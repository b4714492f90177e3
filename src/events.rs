//! Event vocabulary for node execution and engine lifecycle.
//!
//! Two layers of events exist:
//!
//! - [`NodeEvent`]: what a node's execution emits while it runs (stream
//!   chunks, iteration/loop progress, agent logs). Terminal outcomes are not
//!   node events; they come from the node's run result.
//! - [`GraphEngineEvent`]: what the engine emits to its caller — node
//!   lifecycle, re-emitted stream chunks in coordinator order, and the run's
//!   terminal event.
//!
//! Ordering guarantee: events for one node/selector are strict FIFO. The
//! dispatcher is single-threaded over the node-event queue, so no
//! interleaving is possible for the same selector; there is no cross-node
//! ordering beyond dependency edges.

use chrono::{DateTime, Utc};
use rustc_hash::FxHashMap;
use serde::{Deserialize, Serialize};
use serde_json::Value;

use crate::segment::Segment;
use crate::types::{ChunkType, NodeId, NodeType, Selector};

// ============================================================================
// Shared payloads
// ============================================================================

/// A streamed output fragment for one selector.
#[derive(Clone, Debug, PartialEq, Serialize, Deserialize)]
pub struct StreamChunk {
    pub node_id: NodeId,
    pub execution_id: String,
    pub selector: Selector,
    pub chunk: String,
    pub chunk_type: ChunkType,
    /// Marks the last chunk for this selector.
    pub is_final: bool,
}

/// A structured log line emitted by agent-style nodes.
#[derive(Clone, Debug, PartialEq, Serialize, Deserialize)]
pub struct AgentLogEntry {
    pub node_id: NodeId,
    pub label: String,
    #[serde(default)]
    pub data: Value,
    pub timestamp: DateTime<Utc>,
}

impl AgentLogEntry {
    pub fn new(node_id: impl Into<String>, label: impl Into<String>, data: Value) -> Self {
        AgentLogEntry {
            node_id: node_id.into(),
            label: label.into(),
            data,
            timestamp: Utc::now(),
        }
    }
}

// ============================================================================
// Node events
// ============================================================================

/// Events a node's execution can emit through its context while running.
///
/// The sequence a node produces is lazy, finite, and non-restartable: once
/// the node returns, no further events for it are accepted.
#[derive(Clone, Debug, PartialEq, Serialize, Deserialize)]
pub enum NodeEvent {
    StreamChunk(StreamChunk),
    IterationStarted { node_id: NodeId },
    IterationNext { node_id: NodeId, index: usize },
    IterationSucceeded { node_id: NodeId, outputs: Value },
    IterationFailed { node_id: NodeId, error: String },
    LoopStarted { node_id: NodeId },
    LoopNext { node_id: NodeId, index: usize },
    LoopSucceeded { node_id: NodeId, outputs: Value },
    LoopFailed { node_id: NodeId, error: String },
    AgentLog(AgentLogEntry),
}

impl NodeEvent {
    /// The node the event belongs to.
    #[must_use]
    pub fn node_id(&self) -> &str {
        match self {
            NodeEvent::StreamChunk(chunk) => &chunk.node_id,
            NodeEvent::IterationStarted { node_id }
            | NodeEvent::IterationNext { node_id, .. }
            | NodeEvent::IterationSucceeded { node_id, .. }
            | NodeEvent::IterationFailed { node_id, .. }
            | NodeEvent::LoopStarted { node_id }
            | NodeEvent::LoopNext { node_id, .. }
            | NodeEvent::LoopSucceeded { node_id, .. }
            | NodeEvent::LoopFailed { node_id, .. } => node_id,
            NodeEvent::AgentLog(entry) => &entry.node_id,
        }
    }
}

// ============================================================================
// Engine events
// ============================================================================

/// Lifecycle and data events emitted by the engine to its caller.
#[derive(Clone, Debug, PartialEq, Serialize, Deserialize)]
pub enum GraphEngineEvent {
    /// Dispatch is about to begin.
    GraphRunStarted,
    /// A worker picked up the node.
    NodeRunStarted {
        node_id: NodeId,
        node_type: NodeType,
        execution_id: String,
    },
    /// One ordered output fragment, re-emitted via the response coordinator.
    NodeRunStreamChunk(StreamChunk),
    /// The node finished and its outputs were committed to the pool.
    NodeRunSucceeded {
        node_id: NodeId,
        node_type: NodeType,
        execution_id: String,
        outputs: FxHashMap<String, Segment>,
    },
    /// The node failed after exhausting any retries.
    NodeRunFailed {
        node_id: NodeId,
        node_type: NodeType,
        error: String,
    },
    /// The node failed and will be re-dispatched.
    NodeRunRetry {
        node_id: NodeId,
        retry_index: u32,
        error: String,
    },
    /// A human-input style node suspended; the whole run is parked and the
    /// caller should persist the runtime-state snapshot.
    GraphRunPaused { node_id: NodeId, reason: String },
    /// All reachable nodes completed; carries the End-node outputs.
    GraphRunSucceeded { outputs: FxHashMap<String, Value> },
    /// The run cannot complete (End unreachable or engine-level failure).
    GraphRunFailed { error: String },
    /// A stop command was honored at a dispatch boundary.
    GraphRunAborted { reason: String },
    IterationStarted { node_id: NodeId },
    IterationNext { node_id: NodeId, index: usize },
    IterationSucceeded { node_id: NodeId, outputs: Value },
    IterationFailed { node_id: NodeId, error: String },
    LoopStarted { node_id: NodeId },
    LoopNext { node_id: NodeId, index: usize },
    LoopSucceeded { node_id: NodeId, outputs: Value },
    LoopFailed { node_id: NodeId, error: String },
    AgentLog(AgentLogEntry),
}

impl GraphEngineEvent {
    /// Whether this event terminates the run.
    #[must_use]
    pub fn is_terminal(&self) -> bool {
        matches!(
            self,
            GraphEngineEvent::GraphRunPaused { .. }
                | GraphEngineEvent::GraphRunSucceeded { .. }
                | GraphEngineEvent::GraphRunFailed { .. }
                | GraphEngineEvent::GraphRunAborted { .. }
        )
    }

    /// The node this event concerns, when it concerns exactly one.
    #[must_use]
    pub fn node_id(&self) -> Option<&str> {
        match self {
            GraphEngineEvent::NodeRunStarted { node_id, .. }
            | GraphEngineEvent::NodeRunSucceeded { node_id, .. }
            | GraphEngineEvent::NodeRunFailed { node_id, .. }
            | GraphEngineEvent::NodeRunRetry { node_id, .. }
            | GraphEngineEvent::GraphRunPaused { node_id, .. }
            | GraphEngineEvent::IterationStarted { node_id }
            | GraphEngineEvent::IterationNext { node_id, .. }
            | GraphEngineEvent::IterationSucceeded { node_id, .. }
            | GraphEngineEvent::IterationFailed { node_id, .. }
            | GraphEngineEvent::LoopStarted { node_id }
            | GraphEngineEvent::LoopNext { node_id, .. }
            | GraphEngineEvent::LoopSucceeded { node_id, .. }
            | GraphEngineEvent::LoopFailed { node_id, .. } => Some(node_id),
            GraphEngineEvent::NodeRunStreamChunk(chunk) => Some(&chunk.node_id),
            GraphEngineEvent::AgentLog(entry) => Some(&entry.node_id),
            GraphEngineEvent::GraphRunStarted
            | GraphEngineEvent::GraphRunSucceeded { .. }
            | GraphEngineEvent::GraphRunFailed { .. }
            | GraphEngineEvent::GraphRunAborted { .. } => None,
        }
    }

    /// Promote a node event into the engine event it is re-emitted as.
    pub(crate) fn from_node_event(event: NodeEvent) -> Self {
        match event {
            NodeEvent::StreamChunk(chunk) => GraphEngineEvent::NodeRunStreamChunk(chunk),
            NodeEvent::IterationStarted { node_id } => {
                GraphEngineEvent::IterationStarted { node_id }
            }
            NodeEvent::IterationNext { node_id, index } => {
                GraphEngineEvent::IterationNext { node_id, index }
            }
            NodeEvent::IterationSucceeded { node_id, outputs } => {
                GraphEngineEvent::IterationSucceeded { node_id, outputs }
            }
            NodeEvent::IterationFailed { node_id, error } => {
                GraphEngineEvent::IterationFailed { node_id, error }
            }
            NodeEvent::LoopStarted { node_id } => GraphEngineEvent::LoopStarted { node_id },
            NodeEvent::LoopNext { node_id, index } => {
                GraphEngineEvent::LoopNext { node_id, index }
            }
            NodeEvent::LoopSucceeded { node_id, outputs } => {
                GraphEngineEvent::LoopSucceeded { node_id, outputs }
            }
            NodeEvent::LoopFailed { node_id, error } => {
                GraphEngineEvent::LoopFailed { node_id, error }
            }
            NodeEvent::AgentLog(entry) => GraphEngineEvent::AgentLog(entry),
        }
    }
}
//! Node execution framework.
//!
//! This module defines the capability interface every executable node
//! implements, the context handed to a node while it runs, the result it
//! returns, and the error taxonomy for node failures.
//!
//! The engine depends only on this interface: concrete node behavior (LLM
//! calls, retrieval, tools) lives outside the crate.

// Standard library and external crates
use async_trait::async_trait;
use miette::Diagnostic;
use rustc_hash::FxHashMap;
use serde_json::Value;
use std::sync::Arc;
use std::time::Duration;
use thiserror::Error;

// Internal crate modules
use crate::events::{NodeEvent, StreamChunk};
use crate::segment::Segment;
use crate::state::GraphRuntimeState;
use crate::template::Template;
use crate::types::{ChunkType, NodeExecutionType, NodeId, NodeType, Selector};

// ============================================================================
// Core Trait
// ============================================================================

/// Capability interface for executable workflow nodes.
///
/// A node receives its configuration once through
/// [`init_node_data`](Node::init_node_data), then may be run at most once
/// per dispatch: `run` produces a lazy, finite, non-restartable sequence of
/// events through the context and finishes with a [`NodeRunResult`]. A
/// resumed run constructs fresh node instances and replays state instead of
/// resuming an exhausted execution.
///
/// # Suspension
///
/// Human-input style nodes return [`NodeRunStatus::Suspended`] when the
/// external decision they wait on has not arrived. The engine then parks the
/// whole run and leaves the node un-completed so a resumed engine
/// re-dispatches it.
#[async_trait]
pub trait Node: Send + Sync {
    /// Consume the node's configuration block. Called once, before the node
    /// is added to a graph.
    fn init_node_data(&mut self, config: &Value) -> Result<(), NodeExecutionError> {
        let _ = config;
        Ok(())
    }

    /// Execute the node.
    async fn run(&self, ctx: NodeContext) -> Result<NodeRunResult, NodeExecutionError>;

    /// Declared kind of this node.
    fn node_type(&self) -> NodeType;

    /// How the engine routes around this node once it finishes.
    fn execution_type(&self) -> NodeExecutionType {
        NodeExecutionType::Executable
    }

    /// Whether downstream template references through this node must wait
    /// for it to finish before its variables may be forwarded.
    fn blocks_variable_output(&self) -> bool {
        false
    }

    /// Response template, for nodes with
    /// [`NodeExecutionType::Response`].
    fn template(&self) -> Option<Template> {
        None
    }

    /// Retry policy applied by the engine when `run` fails.
    fn retry_config(&self) -> Option<RetryConfig> {
        None
    }
}

/// Retry policy for failed node executions.
#[derive(Clone, Copy, Debug, PartialEq, Eq)]
pub struct RetryConfig {
    pub max_retries: u32,
    /// Delay before each re-dispatch.
    pub interval: Duration,
}

impl RetryConfig {
    #[must_use]
    pub fn new(max_retries: u32, interval: Duration) -> Self {
        RetryConfig {
            max_retries,
            interval,
        }
    }
}

// ============================================================================
// Execution Context
// ============================================================================

/// Execution context passed to a node during dispatch.
///
/// Provides the node's identity for this execution, read access to the
/// shared runtime state, and the emitter for streaming events.
#[derive(Clone)]
pub struct NodeContext {
    /// Id of the node being executed.
    pub node_id: NodeId,
    /// Unique id of this execution attempt.
    pub execution_id: String,
    state: Arc<GraphRuntimeState>,
    events: flume::Sender<NodeEvent>,
}

impl NodeContext {
    pub(crate) fn new(
        node_id: NodeId,
        execution_id: String,
        state: Arc<GraphRuntimeState>,
        events: flume::Sender<NodeEvent>,
    ) -> Self {
        NodeContext {
            node_id,
            execution_id,
            state,
            events,
        }
    }

    /// Read a committed variable from the pool.
    pub fn get_variable(&self, selector: &Selector) -> Option<Segment> {
        self.state.get_variable(selector)
    }

    /// Whether a non-`None` variable exists at the selector.
    pub fn variable_exists(&self, selector: &Selector) -> bool {
        self.state.variable_exists(selector)
    }

    /// Emit an arbitrary node event.
    pub fn emit(&self, event: NodeEvent) -> Result<(), NodeContextError> {
        self.events
            .send(event)
            .map_err(|_| NodeContextError::EventQueueUnavailable)
    }

    /// Emit a stream chunk at a full selector.
    ///
    /// Tool call/result chunks must arrive atomic; `is_final` is forced for
    /// them.
    pub fn emit_chunk(
        &self,
        selector: Selector,
        chunk: impl Into<String>,
        chunk_type: ChunkType,
        is_final: bool,
    ) -> Result<(), NodeContextError> {
        self.emit(NodeEvent::StreamChunk(StreamChunk {
            node_id: self.node_id.clone(),
            execution_id: self.execution_id.clone(),
            selector,
            chunk: chunk.into(),
            chunk_type,
            is_final: is_final || chunk_type.is_atomic(),
        }))
    }

    /// Emit a text chunk for one of this node's own output fields.
    pub fn emit_text(
        &self,
        field: impl Into<String>,
        chunk: impl Into<String>,
        is_final: bool,
    ) -> Result<(), NodeContextError> {
        self.emit_chunk(
            Selector::of(self.node_id.clone(), field),
            chunk,
            ChunkType::Text,
            is_final,
        )
    }
}

impl std::fmt::Debug for NodeContext {
    fn fmt(&self, f: &mut std::fmt::Formatter<'_>) -> std::fmt::Result {
        f.debug_struct("NodeContext")
            .field("node_id", &self.node_id)
            .field("execution_id", &self.execution_id)
            .finish_non_exhaustive()
    }
}

// ============================================================================
// Run Results
// ============================================================================

/// Terminal status of a single node execution.
#[derive(Clone, Debug, PartialEq, Eq)]
pub enum NodeRunStatus {
    /// The node finished; outputs are ready to commit.
    Succeeded,
    /// The node must wait for external input; the engine pauses the run.
    Suspended { reason: String },
}

/// What a node execution produced.
#[derive(Clone, Debug, Default)]
pub struct NodeRunResult {
    pub status: Option<NodeRunStatus>,
    /// Output fields, committed to the pool under `(node_id, field)`.
    pub outputs: FxHashMap<String, Segment>,
    /// Branch selector chosen by branch nodes.
    pub edge_source_handle: Option<String>,
}

impl NodeRunResult {
    /// Successful result with the given outputs.
    #[must_use]
    pub fn succeeded(outputs: FxHashMap<String, Segment>) -> Self {
        NodeRunResult {
            status: Some(NodeRunStatus::Succeeded),
            outputs,
            edge_source_handle: None,
        }
    }

    /// Successful result with no outputs.
    #[must_use]
    pub fn empty() -> Self {
        Self::succeeded(FxHashMap::default())
    }

    /// Suspension: the node needs external input before it can finish.
    #[must_use]
    pub fn suspended(reason: impl Into<String>) -> Self {
        NodeRunResult {
            status: Some(NodeRunStatus::Suspended {
                reason: reason.into(),
            }),
            outputs: FxHashMap::default(),
            edge_source_handle: None,
        }
    }

    /// Attach the branch handle selected by this execution.
    #[must_use]
    pub fn with_edge_source_handle(mut self, handle: impl Into<String>) -> Self {
        self.edge_source_handle = Some(handle.into());
        self
    }

    /// Attach one output field.
    #[must_use]
    pub fn with_output(mut self, field: impl Into<String>, value: Segment) -> Self {
        self.outputs.insert(field.into(), value);
        self
    }

    #[must_use]
    pub fn is_suspended(&self) -> bool {
        matches!(self.status, Some(NodeRunStatus::Suspended { .. }))
    }
}

// ============================================================================
// Error Types
// ============================================================================

/// Errors that can occur when using NodeContext emitters.
#[derive(Debug, Error, Diagnostic)]
pub enum NodeContextError {
    /// Event could not be delivered because the dispatcher is gone.
    #[error("failed to emit node event: event queue unavailable")]
    #[diagnostic(
        code(flowmesh::node::event_queue_unavailable),
        help("The engine has shut down or aborted; the node should return promptly.")
    )]
    EventQueueUnavailable,
}

/// Errors raised by a node's execution.
///
/// A `NodeExecutionError` marks that node failed. The engine then evaluates
/// remaining reachability: branches not solely dependent on the failed node
/// continue; the run fails only if the End node's dependencies can no
/// longer all be satisfied.
#[derive(Debug, Error, Diagnostic)]
pub enum NodeExecutionError {
    /// Expected input data is missing from the variable pool.
    #[error("missing expected input: {what}")]
    #[diagnostic(
        code(flowmesh::node::missing_input),
        help("Check that an upstream node produced the required variable.")
    )]
    MissingInput { what: &'static str },

    /// External provider or service error.
    #[error("provider error ({provider}): {message}")]
    #[diagnostic(code(flowmesh::node::provider))]
    Provider {
        provider: &'static str,
        message: String,
    },

    /// Node configuration rejected by `init_node_data`.
    #[error("invalid node configuration: {0}")]
    #[diagnostic(
        code(flowmesh::node::invalid_config),
        help("Check the node's configuration block against its schema.")
    )]
    InvalidConfig(String),

    /// JSON serialization/deserialization error.
    #[error(transparent)]
    #[diagnostic(code(flowmesh::node::serde_json))]
    Serde(#[from] serde_json::Error),

    /// Event emission failed.
    #[error("event emission failed: {0}")]
    #[diagnostic(code(flowmesh::node::event))]
    Event(#[from] NodeContextError),

    /// Catch-all execution failure.
    #[error("node execution failed: {0}")]
    #[diagnostic(code(flowmesh::node::failed))]
    Failed(String),
}

#[cfg(test)]
mod tests {
    use super::*;

    #[test]
    fn run_result_builders() {
        let result = NodeRunResult::empty()
            .with_output("text", Segment::from("hello"))
            .with_edge_source_handle("true");
        assert_eq!(result.status, Some(NodeRunStatus::Succeeded));
        assert_eq!(result.edge_source_handle.as_deref(), Some("true"));
        assert!(!result.is_suspended());

        let paused = NodeRunResult::suspended("awaiting form submission");
        assert!(paused.is_suspended());
    }

    #[tokio::test]
    async fn atomic_chunks_are_forced_final() {
        let (tx, rx) = flume::unbounded();
        let ctx = NodeContext::new(
            "agent".into(),
            "exec-1".into(),
            Arc::new(GraphRuntimeState::new()),
            tx,
        );
        ctx.emit_chunk(
            Selector::of("agent", "tool_calls"),
            r#"{"name":"search"}"#,
            ChunkType::ToolCall,
            false,
        )
        .unwrap();

        match rx.recv().unwrap() {
            NodeEvent::StreamChunk(chunk) => {
                assert!(chunk.is_final);
                assert_eq!(chunk.chunk_type, ChunkType::ToolCall);
            }
            other => panic!("unexpected event {other:?}"),
        }
    }
}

**WHAT YOU SHOULD DO:** Pull from the data each line where the string "when" turns up.

**ANSWER BELOW:**
    /// The node this event concerns, when it concerns exactly one.
/// Human-input style nodes return [`NodeRunStatus::Suspended`] when the
    /// Retry policy applied by the engine when `run` fails.
/// Errors that can occur when using NodeContext emitters.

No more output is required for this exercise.